== Activity ==
Return all lines in the material below that contain "struct".

== Material for this exercise ==
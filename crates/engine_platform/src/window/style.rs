// crates/engine_platform/src/window/style.rs

use bitflags::bitflags;
use engine_shared::WindowCreationFlags;

bitflags! {
    /// Window style bits, Win32 values.
    #[derive(Debug, Clone, Copy, PartialEq, Eq, Hash, Default)]
    pub struct StyleFlags: u32 {
        const POPUP        = 0x8000_0000;
        const CHILD        = 0x4000_0000;
        const VISIBLE      = 0x1000_0000;
        const MAXIMIZE     = 0x0100_0000;
        const CAPTION      = 0x00C0_0000;
        const SYSMENU      = 0x0008_0000;
        const THICKFRAME   = 0x0004_0000;
        const MINIMIZEBOX  = 0x0002_0000;
        const MAXIMIZEBOX  = 0x0001_0000;

        const OVERLAPPED_WINDOW = Self::CAPTION.bits()
            | Self::SYSMENU.bits()
            | Self::THICKFRAME.bits()
            | Self::MINIMIZEBOX.bits()
            | Self::MAXIMIZEBOX.bits();
    }
}

bitflags! {
    /// Extended window style bits, Win32 values.
    #[derive(Debug, Clone, Copy, PartialEq, Eq, Hash, Default)]
    pub struct ExStyleFlags: u32 {
        const DLG_MODAL_FRAME = 0x0000_0001;
        const TOPMOST         = 0x0000_0008;
        const ACCEPT_FILES    = 0x0000_0010;
        const WINDOW_EDGE     = 0x0000_0100;
        const CLIENT_EDGE     = 0x0000_0200;
        const STATIC_EDGE     = 0x0002_0000;
    }
}

#[derive(Debug, Clone, Copy, PartialEq, Eq, Hash, Default)]
pub struct WindowStyle {
    pub style: StyleFlags,
    pub ex_style: ExStyleFlags,
}

impl WindowStyle {
    pub fn new(style: StyleFlags, ex_style: ExStyleFlags) -> Self {
        Self { style, ex_style }
    }

    /// Style for a new window. Borderless wins over the child style.
    pub fn for_creation(flags: WindowCreationFlags, has_parent: bool) -> Self {
        let mut style = StyleFlags::OVERLAPPED_WINDOW;
        if has_parent {
            style = StyleFlags::CAPTION | StyleFlags::SYSMENU | StyleFlags::THICKFRAME;
        }
        if flags.contains(WindowCreationFlags::BORDERLESS) {
            style = StyleFlags::POPUP;
        }

        let mut ex_style = ExStyleFlags::empty();
        if flags.contains(WindowCreationFlags::DRAG_AND_DROP) {
            ex_style |= ExStyleFlags::ACCEPT_FILES;
        }
        Self { style, ex_style }
    }

    /// Same style with caption, sizing frame and edge decorations removed.
    pub fn without_decorations(self) -> Self {
        Self {
            style: self.style - (StyleFlags::CAPTION | StyleFlags::THICKFRAME),
            ex_style: self.ex_style
                - (ExStyleFlags::DLG_MODAL_FRAME
                    | ExStyleFlags::WINDOW_EDGE
                    | ExStyleFlags::CLIENT_EDGE
                    | ExStyleFlags::STATIC_EDGE),
        }
    }

    pub fn has_frame(&self) -> bool {
        self.style.intersects(StyleFlags::CAPTION | StyleFlags::THICKFRAME)
    }
}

== Result of this task ==
    pub struct StyleFlags: u32 {
    pub struct ExStyleFlags: u32 {
pub struct WindowStyle {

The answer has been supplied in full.